Let's play a word association game, say "Japan" and what would you think of first? Sushi? Sumo? Samurai? Well, listed below is where to get some of the cultural action.
Let's start big. Sumo tournaments take place throughout the year across the country. The first one is held over 15 days in January at the National Sumo Stadium, the Kokugikan, Tokyo. Despite what some people say it is possible to get tickets as a limited number are sold each morning of a tournament. Anyone can buy these tickets, but they go on sale at 8:00 am and you must start to queue at least an hour before this. The tickets available are limited one per person and are for the seats at the back of the second level, so bring some binoculars. Occasionally tickets closer to the action may be on sale but you can always start the day by sitting nearer the front because the first bouts of the day are between lower ranked wrestlers, and many will not turn up for these. As the day progresses the higher up the ranks the bouts go and the more crowded it gets. You will then have to move back into your bought seat.
Sumo wrestlers have different ranks, yokozuna being the top one, followed by ozeki, sekiwake, komusubi, maegashira and juuryou in that order. Bouts take place in a dohyo - the ring where the gyouji (referee) overseas the action.
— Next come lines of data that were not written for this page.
//! HTTP request/response DTOs

use serde::{Deserialize, Serialize};

/// Body of `POST /leaderboard-info`
#[derive(Debug, Clone, Default, Deserialize)]
pub struct LeaderboardInfoRequest {
    pub url: Option<String>,
}

/// Plain acknowledgement
#[derive(Debug, Clone, Serialize, Deserialize)]
pub struct MessageResponse {
    pub message: String,
}

impl MessageResponse {
    pub fn new(message: impl Into<String>) -> Self {
        Self {
            message: message.into(),
        }
    }
}

#[derive(Debug, Clone, Serialize, Deserialize)]
pub struct HealthResponse {
    pub status: String,
}
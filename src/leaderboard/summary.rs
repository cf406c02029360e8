//! Summary assembly
//!
//! Pure functions that fold the three upstream payloads into one record:
//! direction inference for each open position and metric extraction from the
//! performance samples.

use serde::{Deserialize, Serialize};
use serde_json::Value;

use super::types::{PerformanceSample, PeriodType, PositionMarks, StatisticsType};

/// Direction inferred from how price movement and PnL relate
#[derive(Debug, Clone, Copy, PartialEq, Eq, Hash, Serialize, Deserialize)]
pub enum PositionSide {
    Long,
    Short,
}

/// Infer the side of a position.
///
/// A long gains when the mark is above entry and loses when it is below; a
/// short is the mirror image. `None` when a field is missing, the mark equals
/// the entry, or PnL is exactly zero.
pub fn classify_position(marks: &PositionMarks) -> Option<PositionSide> {
    let (entry, mark, pnl) = (marks.entry_price?, marks.mark_price?, marks.pnl?);

    if (entry < mark && pnl > 0.0) || (entry > mark && pnl < 0.0) {
        Some(PositionSide::Long)
    } else if (entry > mark && pnl > 0.0) || (entry < mark && pnl < 0.0) {
        Some(PositionSide::Short)
    } else {
        None
    }
}

/// Open position counts. `open` always equals the list length, so
/// `long + short <= open`.
#[derive(Debug, Clone, Copy, Default, PartialEq, Eq, Serialize, Deserialize)]
pub struct PositionCounts {
    pub open: usize,
    pub long: usize,
    pub short: usize,
}

impl PositionCounts {
    pub fn tally(positions: &[Value]) -> Self {
        let mut counts = Self {
            open: positions.len(),
            ..Self::default()
        };
        for position in positions {
            match classify_position(&PositionMarks::from_value(position)) {
                Some(PositionSide::Long) => counts.long += 1,
                Some(PositionSide::Short) => counts.short += 1,
                None => {}
            }
        }
        counts
    }
}

/// The seven metrics reported from `performanceRetList`
#[derive(Debug, Clone, Copy, Default, PartialEq, Serialize, Deserialize)]
pub struct PerformanceMetrics {
    pub daily_roi: Option<f64>,
    pub daily_pnl: Option<f64>,
    pub weekly_roi: Option<f64>,
    pub weekly_pnl: Option<f64>,
    pub monthly_roi: Option<f64>,
    pub monthly_pnl: Option<f64>,
    pub total_pnl: Option<f64>,
}

impl PerformanceMetrics {
    /// Single pass; a later sample for the same pair overwrites an earlier one
    pub fn from_samples(samples: &[PerformanceSample]) -> Self {
        let mut metrics = Self::default();
        for sample in samples {
            if let Some(slot) = metrics.slot_mut(sample.period_type, sample.statistics_type) {
                *slot = sample.value;
            }
        }
        metrics
    }

    fn slot_mut(
        &mut self,
        period: PeriodType,
        statistic: StatisticsType,
    ) -> Option<&mut Option<f64>> {
        use PeriodType as P;
        use StatisticsType as S;

        match (period, statistic) {
            (P::Daily, S::Roi) => Some(&mut self.daily_roi),
            (P::Daily, S::Pnl) => Some(&mut self.daily_pnl),
            (P::Weekly, S::Roi) => Some(&mut self.weekly_roi),
            (P::Weekly, S::Pnl) => Some(&mut self.weekly_pnl),
            (P::Monthly, S::Roi) => Some(&mut self.monthly_roi),
            (P::Monthly, S::Pnl) => Some(&mut self.monthly_pnl),
            (P::All, S::Pnl) => Some(&mut self.total_pnl),
            _ => None,
        }
    }
}

/// Record returned by `POST /leaderboard-info`
#[derive(Debug, Clone, PartialEq, Serialize, Deserialize)]
pub struct LeaderboardSummary {
    pub username: Option<String>,
    #[serde(rename = "dailyROI")]
    pub daily_roi: Option<f64>,
    #[serde(rename = "dailyPNL")]
    pub daily_pnl: Option<f64>,
    #[serde(rename = "weeklyROI")]
    pub weekly_roi: Option<f64>,
    #[serde(rename = "weeklyPNL")]
    pub weekly_pnl: Option<f64>,
    #[serde(rename = "monthlyROI")]
    pub monthly_roi: Option<f64>,
    #[serde(rename = "monthlyPNL")]
    pub monthly_pnl: Option<f64>,
    #[serde(rename = "totalPNL")]
    pub total_pnl: Option<f64>,
    #[serde(rename = "openPositions")]
    pub open_positions: usize,
    #[serde(rename = "openLongPositions")]
    pub open_long_positions: usize,
    #[serde(rename = "openShortPositions")]
    pub open_short_positions: usize,
    /// Upstream position objects, unmodified
    #[serde(rename = "Positions")]
    pub positions: Vec<Value>,
}

impl LeaderboardSummary {
    pub fn assemble(
        username: Option<String>,
        positions: Vec<Value>,
        samples: &[PerformanceSample],
    ) -> Self {
        let counts = PositionCounts::tally(&positions);
        let metrics = PerformanceMetrics::from_samples(samples);

        Self {
            username,
            daily_roi: metrics.daily_roi,
            daily_pnl: metrics.daily_pnl,
            weekly_roi: metrics.weekly_roi,
            weekly_pnl: metrics.weekly_pnl,
            monthly_roi: metrics.monthly_roi,
            monthly_pnl: metrics.monthly_pnl,
            total_pnl: metrics.total_pnl,
            open_positions: counts.open,
            open_long_positions: counts.long,
            open_short_positions: counts.short,
            positions,
        }
    }
}
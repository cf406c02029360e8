//! HTTP server
//!
//! Wires the credential store and leaderboard client into an axum router and
//! runs it until Ctrl+C.

mod api;
mod types;

pub use api::create_router;
pub use types::*;

use anyhow::{Context, Result};
use std::sync::Arc;
use tokio::net::TcpListener;
use tracing::info;

use crate::config::AppConfig;
use crate::credentials::{CredentialStore, FileCredentialStore};
use crate::leaderboard::{BinanceLeaderboardClient, LeaderboardApi};

/// Shared handler state
#[derive(Clone)]
pub struct AppState {
    pub api: Arc<dyn LeaderboardApi>,
    pub store: Arc<dyn CredentialStore>,
}

impl AppState {
    pub fn new(api: Arc<dyn LeaderboardApi>, store: Arc<dyn CredentialStore>) -> Self {
        Self { api, store }
    }

    /// File-backed store and the Binance client, as configured
    pub fn from_config(config: &AppConfig) -> Result<Self> {
        let api = BinanceLeaderboardClient::new(
            &config.upstream.base_url,
            &config.upstream.trade_type,
            config.upstream.timeout(),
        )
        .context("Failed to create leaderboard client")?;
        let store = FileCredentialStore::new(&config.storage.credentials_path);

        Ok(Self::new(Arc::new(api), Arc::new(store)))
    }
}

/// Bind and serve until a shutdown signal arrives
pub async fn run(config: AppConfig) -> Result<()> {
    let state = AppState::from_config(&config)?;
    let app = create_router(state);

    let addr = config.server.bind_addr();
    let listener = TcpListener::bind(&addr)
        .await
        .with_context(|| format!("Failed to bind {}", addr))?;

    info!("🚀 Server is running on http://{}", listener.local_addr()?);

    axum::serve(listener, app)
        .with_graceful_shutdown(shutdown_signal())
        .await
        .context("Server error")?;

    info!("👋 Server stopped");
    Ok(())
}

async fn shutdown_signal() {
    if let Err(e) = tokio::signal::ctrl_c().await {
        tracing::error!("Failed to listen for Ctrl+C: {}", e);
        std::future::pending::<()>().await;
    }
    info!("Shutdown signal received, gracefully stopping");
}
//! Leaderboard API Types - payloads of the Binance futures leaderboard endpoints

use serde::de::{DeserializeOwned, Deserializer};
use serde::{Deserialize, Serialize};
use serde_json::Value;

/// Decode a field that upstream may send null or with an unexpected type.
/// Anything that does not fit `T` becomes `T::default()`.
fn lenient<'de, D, T>(deserializer: D) -> Result<T, D::Error>
where
    D: Deserializer<'de>,
    T: DeserializeOwned + Default,
{
    let raw = Value::deserialize(deserializer)?;
    Ok(serde_json::from_value(raw).unwrap_or_default())
}

/// Envelope shared by every `bapi` response
#[derive(Debug, Clone, Deserialize)]
#[serde(bound(deserialize = "T: DeserializeOwned"))]
pub struct ApiEnvelope<T> {
    #[serde(default, deserialize_with = "lenient")]
    pub data: Option<T>,
}

/// `getOtherPosition` payload
#[derive(Debug, Clone, Default, Deserialize)]
#[serde(rename_all = "camelCase")]
pub struct PositionData {
    /// Kept as raw JSON so it can be returned to the caller untouched
    #[serde(default, deserialize_with = "lenient")]
    pub other_position_ret_list: Option<Vec<Value>>,
}

/// `getOtherPerformance` payload
#[derive(Debug, Clone, Default, Deserialize)]
#[serde(rename_all = "camelCase")]
pub struct PerformanceData {
    #[serde(default, deserialize_with = "lenient")]
    performance_ret_list: Option<Vec<Value>>,
}

impl PerformanceData {
    /// Entries that are not objects are dropped
    pub fn into_samples(self) -> Vec<PerformanceSample> {
        self.performance_ret_list
            .unwrap_or_default()
            .into_iter()
            .filter(Value::is_object)
            .filter_map(|entry| serde_json::from_value(entry).ok())
            .collect()
    }
}

/// `getOtherLeaderboardBaseInfo` payload
#[derive(Debug, Clone, Default, Deserialize)]
#[serde(rename_all = "camelCase")]
pub struct BaseInfo {
    #[serde(default, deserialize_with = "lenient")]
    pub nick_name: Option<String>,
}

/// Reporting window of a performance sample
#[derive(Debug, Clone, Copy, Default, PartialEq, Eq, Hash, Serialize, Deserialize)]
#[serde(rename_all = "SCREAMING_SNAKE_CASE")]
pub enum PeriodType {
    Daily,
    Weekly,
    Monthly,
    All,
    #[default]
    #[serde(other)]
    Other,
}

/// Quantity a performance sample measures
#[derive(Debug, Clone, Copy, Default, PartialEq, Eq, Hash, Serialize, Deserialize)]
#[serde(rename_all = "SCREAMING_SNAKE_CASE")]
pub enum StatisticsType {
    Roi,
    Pnl,
    #[default]
    #[serde(other)]
    Other,
}

/// One entry of `performanceRetList`.
///
/// Null or mistyped fields fall back to `Other` / `None` so one odd sample
/// never fails the whole list.
#[derive(Debug, Clone, Default, PartialEq, Serialize, Deserialize)]
#[serde(rename_all = "camelCase")]
pub struct PerformanceSample {
    #[serde(default, deserialize_with = "lenient")]
    pub period_type: PeriodType,
    #[serde(default, deserialize_with = "lenient")]
    pub statistics_type: StatisticsType,
    #[serde(default, deserialize_with = "lenient")]
    pub value: Option<f64>,
}

impl PerformanceSample {
    pub fn new(period_type: PeriodType, statistics_type: StatisticsType, value: f64) -> Self {
        Self {
            period_type,
            statistics_type,
            value: Some(value),
        }
    }
}

/// The three fields of a position the classifier reads.
///
/// Each is `None` when the upstream object lacks it or carries a non-number.
#[derive(Debug, Clone, Copy, Default, PartialEq)]
pub struct PositionMarks {
    pub entry_price: Option<f64>,
    pub mark_price: Option<f64>,
    pub pnl: Option<f64>,
}

impl PositionMarks {
    pub fn from_value(position: &Value) -> Self {
        let number = |key: &str| position.get(key).and_then(Value::as_f64);
        Self {
            entry_price: number("entryPrice"),
            mark_price: number("markPrice"),
            pnl: number("pnl"),
        }
    }
}

#[cfg(test)]
mod tests {
    use super::*;
    use serde_json::json;

    #[test]
    fn envelope_with_null_data_decodes() {
        let raw = r#"{"code":"000000","message":null,"messageDetail":null,"data":null,"success":true}"#;
        let env: ApiEnvelope<PositionData> = serde_json::from_str(raw).unwrap();
        assert!(env.data.is_none());
    }

    #[test]
    fn envelope_with_mistyped_data_is_treated_as_absent() {
        let raw = r#"{"data":"maintenance","success":false}"#;
        let env: ApiEnvelope<BaseInfo> = serde_json::from_str(raw).unwrap();
        assert!(env.data.is_none());
    }

    #[test]
    fn performance_list_tolerates_unknown_periods() {
        let raw = json!({
            "performanceRetList": [
                {"periodType": "DAILY", "statisticsType": "ROI", "value": 0.0123, "rank": 0},
                {"periodType": "EXACT_YEARLY", "statisticsType": "PNL", "value": 4.5},
                {"periodType": "ALL", "statisticsType": "SHARPE", "value": 1.0},
                {"periodType": "WEEKLY", "statisticsType": "PNL"}
            ]
        });
        let data: PerformanceData = serde_json::from_value(raw).unwrap();
        let list = data.into_samples();

        assert_eq!(list[0], PerformanceSample::new(PeriodType::Daily, StatisticsType::Roi, 0.0123));
        assert_eq!(list[1].period_type, PeriodType::Other);
        assert_eq!(list[2].statistics_type, StatisticsType::Other);
        assert_eq!(list[3].value, None);
    }

    #[test]
    fn performance_list_tolerates_null_and_mistyped_fields() {
        let raw = json!({
            "performanceRetList": [
                {"periodType": "DAILY", "statisticsType": "ROI", "value": 0.05},
                {"periodType": null, "statisticsType": "PNL", "value": 1.0},
                {"periodType": "WEEKLY", "statisticsType": 7, "value": 2.0},
                {"periodType": "MONTHLY", "statisticsType": null, "value": "3.5"},
                {"periodType": "ALL", "statisticsType": "PNL", "value": "n/a"},
                null,
                "junk"
            ]
        });
        let list = serde_json::from_value::<PerformanceData>(raw)
            .unwrap()
            .into_samples();

        assert_eq!(list.len(), 5);
        assert_eq!(list[0], PerformanceSample::new(PeriodType::Daily, StatisticsType::Roi, 0.05));
        assert_eq!(list[1].period_type, PeriodType::Other);
        assert_eq!(list[1].value, Some(1.0));
        assert_eq!(list[2].statistics_type, StatisticsType::Other);
        assert_eq!(list[3].statistics_type, StatisticsType::Other);
        assert_eq!(list[3].value, None);
        assert_eq!(list[4].statistics_type, StatisticsType::Pnl);
        assert_eq!(list[4].value, None);
    }

    #[test]
    fn performance_list_of_wrong_type_is_empty() {
        let data: PerformanceData =
            serde_json::from_value(json!({"performanceRetList": {"oops": 1}})).unwrap();
        assert!(data.into_samples().is_empty());
    }

    #[test]
    fn position_marks_read_numbers_only() {
        let full = json!({"symbol": "BTCUSDT", "entryPrice": 100.0, "markPrice": 110.5, "pnl": -3});
        let marks = PositionMarks::from_value(&full);
        assert_eq!(marks.entry_price, Some(100.0));
        assert_eq!(marks.mark_price, Some(110.5));
        assert_eq!(marks.pnl, Some(-3.0));

        let partial = json!({"entryPrice": "100", "pnl": null});
        assert_eq!(PositionMarks::from_value(&partial), PositionMarks::default());
    }

    #[test]
    fn base_info_nickname_is_optional() {
        let info: BaseInfo = serde_json::from_value(json!({"positionShared": true})).unwrap();
        assert_eq!(info.nick_name, None);

        let info: BaseInfo = serde_json::from_value(json!({"nickName": 42})).unwrap();
        assert_eq!(info.nick_name, None);
    }
}
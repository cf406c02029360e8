//! Leaderboard Relay - entry point

use anyhow::Result;
use tracing::info;
use tracing_subscriber::EnvFilter;

use leaderboard_relay::config::AppConfig;
use leaderboard_relay::server;

#[tokio::main]
async fn main() -> Result<()> {
    let config = AppConfig::load()?;
    init_tracing(config.logging.json);

    info!("📋 {}", config);
    server::run(config).await
}

fn init_tracing(json: bool) {
    let filter = EnvFilter::try_from_default_env().unwrap_or_else(|_| EnvFilter::new("info"));
    let builder = tracing_subscriber::fmt().with_env_filter(filter);

    if json {
        builder.json().init();
    } else {
        builder.init();
    }
}
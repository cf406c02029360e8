//! Leaderboard Aggregator
//!
//! Resolves a profile URL to its `encryptedUid`, pulls positions, performance
//! and base info with the stored credentials, and folds them into a
//! [`LeaderboardSummary`].

mod client;
mod summary;
mod types;

pub use client::{
    BinanceLeaderboardClient, LeaderboardApi, BASE_INFO_PATH, PERFORMANCE_PATH, POSITION_PATH,
};
#[cfg(test)]
pub use client::MockLeaderboardApi;
pub use summary::{
    classify_position, LeaderboardSummary, PerformanceMetrics, PositionCounts, PositionSide,
};
pub use types::*;

use reqwest::Url;
use tracing::info;

use crate::credentials::CredentialStore;
use crate::error::{RelayError, RelayResult};

const ENCRYPTED_UID_PARAM: &str = "encryptedUid";

/// Pull the target identifier out of a leaderboard profile URL
pub fn extract_encrypted_uid(target_url: &str) -> RelayResult<String> {
    let url = Url::parse(target_url)
        .map_err(|_| RelayError::InvalidInput("Invalid URL format".to_string()))?;

    url.query_pairs()
        .find(|(key, _)| key == ENCRYPTED_UID_PARAM)
        .map(|(_, value)| value.into_owned())
        .filter(|uid| !uid.is_empty())
        .ok_or_else(|| RelayError::InvalidInput("Invalid URL: encryptedUid not found".to_string()))
}

/// Build the summary for the profile behind `target_url`.
///
/// Credentials are loaded before any downstream call. The three calls run
/// concurrently and are all awaited, so a credential rejection from any of
/// them wins over other failures.
pub async fn fetch_summary(
    api: &dyn LeaderboardApi,
    store: &dyn CredentialStore,
    target_url: &str,
) -> RelayResult<LeaderboardSummary> {
    let encrypted_uid = extract_encrypted_uid(target_url)?;
    let credentials = store.get().await?;

    info!("📊 Fetching leaderboard profile {}", encrypted_uid);

    let (positions, performance, nickname) = tokio::join!(
        api.fetch_positions(&encrypted_uid, &credentials),
        api.fetch_performance(&encrypted_uid, &credentials),
        api.fetch_nickname(&encrypted_uid, &credentials),
    );

    let rejected = matches!(positions, Err(RelayError::CredentialsInvalid))
        || matches!(performance, Err(RelayError::CredentialsInvalid))
        || matches!(nickname, Err(RelayError::CredentialsInvalid));
    if rejected {
        return Err(RelayError::CredentialsInvalid);
    }

    let positions = positions?;
    let performance = performance?;
    let nickname = nickname?;

    let summary = LeaderboardSummary::assemble(nickname, positions, &performance);
    info!(
        "✅ {} → {} open ({} long / {} short)",
        encrypted_uid,
        summary.open_positions,
        summary.open_long_positions,
        summary.open_short_positions
    );
    Ok(summary)
}
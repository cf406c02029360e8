//! Leaderboard Relay Library
//!
//! Stores browser session headers and relays Binance futures leaderboard
//! lookups, folding positions and performance into one summary.

pub mod config;
pub mod credentials;
pub mod error;
pub mod leaderboard;
pub mod server;

pub use error::{RelayError, RelayResult};
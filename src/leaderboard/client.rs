//! Leaderboard REST client
//!
//! Talks to the Binance futures leaderboard `bapi` endpoints with the stored
//! session headers.

use async_trait::async_trait;
use reqwest::{Client, StatusCode};
use serde::de::DeserializeOwned;
use serde_json::{json, Value};
use std::time::Duration;
use tracing::{debug, warn};

use super::types::{ApiEnvelope, BaseInfo, PerformanceData, PerformanceSample, PositionData};
use crate::credentials::CredentialSet;
use crate::error::{RelayError, RelayResult};

pub const POSITION_PATH: &str = "/bapi/futures/v2/private/future/leaderboard/getOtherPosition";
pub const PERFORMANCE_PATH: &str =
    "/bapi/futures/v2/public/future/leaderboard/getOtherPerformance";
pub const BASE_INFO_PATH: &str =
    "/bapi/futures/v2/public/future/leaderboard/getOtherLeaderboardBaseInfo";

/// The three downstream lookups a summary needs
#[cfg_attr(test, mockall::automock)]
#[async_trait]
pub trait LeaderboardApi: Send + Sync {
    /// Raw open positions (`otherPositionRetList`)
    async fn fetch_positions(
        &self,
        encrypted_uid: &str,
        credentials: &CredentialSet,
    ) -> RelayResult<Vec<Value>>;

    /// Performance samples (`performanceRetList`)
    async fn fetch_performance(
        &self,
        encrypted_uid: &str,
        credentials: &CredentialSet,
    ) -> RelayResult<Vec<PerformanceSample>>;

    /// Display name (`nickName`)
    async fn fetch_nickname(
        &self,
        encrypted_uid: &str,
        credentials: &CredentialSet,
    ) -> RelayResult<Option<String>>;
}

/// reqwest implementation of [`LeaderboardApi`]
#[derive(Debug, Clone)]
pub struct BinanceLeaderboardClient {
    client: Client,
    base_url: String,
    trade_type: String,
}

impl BinanceLeaderboardClient {
    pub fn new(base_url: &str, trade_type: &str, timeout: Duration) -> RelayResult<Self> {
        let client = Client::builder().timeout(timeout).build()?;

        Ok(Self {
            client,
            base_url: base_url.trim_end_matches('/').to_string(),
            trade_type: trade_type.to_string(),
        })
    }

    /// POST a JSON body and unwrap the `data` field of the envelope.
    ///
    /// A 403 is reported as `CredentialsInvalid`; any other failure as
    /// `Upstream`.
    async fn post<T: DeserializeOwned>(
        &self,
        path: &str,
        body: &Value,
        credentials: &CredentialSet,
    ) -> RelayResult<Option<T>> {
        let url = format!("{}{}", self.base_url, path);
        debug!("POST {}", url);

        let response = self
            .client
            .post(&url)
            .headers(credentials.to_header_map())
            .json(body)
            .send()
            .await
            .map_err(|e| RelayError::Upstream(format!("POST {}: {}", path, e)))?;

        let status = response.status();
        if status == StatusCode::FORBIDDEN {
            warn!("🔒 {} rejected stored credentials", path);
            return Err(RelayError::CredentialsInvalid);
        }
        if !status.is_success() {
            let text = response.text().await.unwrap_or_default();
            return Err(RelayError::Upstream(format!(
                "{} returned {} - {}",
                path, status, text
            )));
        }

        let envelope: ApiEnvelope<T> = response
            .json()
            .await
            .map_err(|e| RelayError::Upstream(format!("failed to parse {} response: {}", path, e)))?;

        Ok(envelope.data)
    }
}

#[async_trait]
impl LeaderboardApi for BinanceLeaderboardClient {
    async fn fetch_positions(
        &self,
        encrypted_uid: &str,
        credentials: &CredentialSet,
    ) -> RelayResult<Vec<Value>> {
        let body = json!({ "encryptedUid": encrypted_uid, "tradeType": self.trade_type });
        let data: Option<PositionData> = self.post(POSITION_PATH, &body, credentials).await?;
        Ok(data
            .and_then(|d| d.other_position_ret_list)
            .unwrap_or_default())
    }

    async fn fetch_performance(
        &self,
        encrypted_uid: &str,
        credentials: &CredentialSet,
    ) -> RelayResult<Vec<PerformanceSample>> {
        let body = json!({ "encryptedUid": encrypted_uid, "tradeType": self.trade_type });
        let data: Option<PerformanceData> = self.post(PERFORMANCE_PATH, &body, credentials).await?;
        Ok(data.map(PerformanceData::into_samples).unwrap_or_default())
    }

    async fn fetch_nickname(
        &self,
        encrypted_uid: &str,
        credentials: &CredentialSet,
    ) -> RelayResult<Option<String>> {
        let body = json!({ "encryptedUid": encrypted_uid });
        let data: Option<BaseInfo> = self.post(BASE_INFO_PATH, &body, credentials).await?;
        Ok(data.and_then(|d| d.nick_name))
    }
}
//! Edge-detecting input buffer.
use std::collections::HashSet;

use serde::Serialize;

/// Logical actions the core understands. Raw key names never reach the core.
#[derive(Debug, Clone, Copy, PartialEq, Eq, Hash, Serialize)]
pub enum LogicalKey {
    Up,
    Down,
    Left,
    Right,
    Interact,
    Pause,
    Debug,
    ToggleDoor,
}

/// Read-only view of the keys for a single tick.
#[derive(Debug, Clone, Default, PartialEq, Eq)]
pub struct InputSnapshot {
    held: HashSet<LogicalKey>,
    just_pressed: HashSet<LogicalKey>,
}

impl InputSnapshot {
    pub fn held(&self, key: LogicalKey) -> bool {
        self.held.contains(&key)
    }

    /// True only on the tick the key went from released to pressed.
    pub fn just_pressed(&self, key: LogicalKey) -> bool {
        self.just_pressed.contains(&key)
    }
}

/// Keeps the previous and current pressed sets; edges are their difference.
#[derive(Debug, Clone, Default)]
pub struct InputBuffer {
    previous: HashSet<LogicalKey>,
    current: HashSet<LogicalKey>,
}

impl InputBuffer {
    /// Rotates the buffer with this tick's pressed keys and returns the snapshot.
    pub fn advance<I>(&mut self, pressed: I) -> InputSnapshot
    where
        I: IntoIterator<Item = LogicalKey>,
    {
        self.previous = std::mem::take(&mut self.current);
        self.current = pressed.into_iter().collect();

        InputSnapshot {
            held: self.current.clone(),
            just_pressed: self.current.difference(&self.previous).copied().collect(),
        }
    }
}

#[cfg(test)]
mod tests {
    use super::*;

    #[test]
    fn edge_fires_once_while_held() {
        let mut buffer = InputBuffer::default();

        let first = buffer.advance([LogicalKey::Interact]);
        assert!(first.just_pressed(LogicalKey::Interact));
        assert!(first.held(LogicalKey::Interact));

        for _ in 0..5 {
            let held = buffer.advance([LogicalKey::Interact]);
            assert!(!held.just_pressed(LogicalKey::Interact));
            assert!(held.held(LogicalKey::Interact));
        }

        let released = buffer.advance([]);
        assert!(!released.held(LogicalKey::Interact));

        let again = buffer.advance([LogicalKey::Interact]);
        assert!(again.just_pressed(LogicalKey::Interact));
    }

    #[test]
    fn keys_are_tracked_independently() {
        let mut buffer = InputBuffer::default();
        buffer.advance([LogicalKey::Right]);
        let snapshot = buffer.advance([LogicalKey::Right, LogicalKey::Pause]);
        assert!(snapshot.just_pressed(LogicalKey::Pause));
        assert!(!snapshot.just_pressed(LogicalKey::Right));
    }
}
Sumo tournaments at Tokyo's Kokugikan take place in May and September, in addition to January. All last 15 days. The telephone number of the National Sumo Stadium is 03-3866-8700. It is a short walk from Ryogoku Station on the JR Sobu Line. Coming from Saitama use the Keihin Tohoku Line and change to the Sobu Line at Akihabara Station.
This is notable for its spectacular costumes, splendid stages, gaudy make up, old fashioned Japanese and all parts, including female, being played by males. English reservations can be made at Kabukizaka on 03-3541-3131. Take the Hibiya Line to Higashi Ginza. At this theatre an English translation is available of the play on a radio headset that carries the voice of a translator as it is in progress.
While Kabuki is lively noh is more restrained. Few props are used and the main cast members wear masks. It can be seen in several places across Tokyo. Shibuya has the Kanze Noh Theatre. Leave Shibuya Station from Hachikoguchi exit. Their address is 1-16-4 Shoto, Shibuya-ku. Phone 03-3469-5241 in Japanese.
This uses elaborate puppets to tell stories on stage. Bunraku can be seen at the National Theatre of Japan where kabuki can also be watched. Call 03-3265-7411. Take the Hanzomon Subway Line to Hanzomon Station.
This is Japanese flower arranging and it is an art which has particular styles. Local community centres have classes. Please call them for more details.
This is a banjo like instrument with three strings which is often used in bunraku and kabuki. It has "concerts" in its own right. At the big ones dozens of people play on stage to the accompaniment of special chants. Check local community centres for small performances or even where to learn to play.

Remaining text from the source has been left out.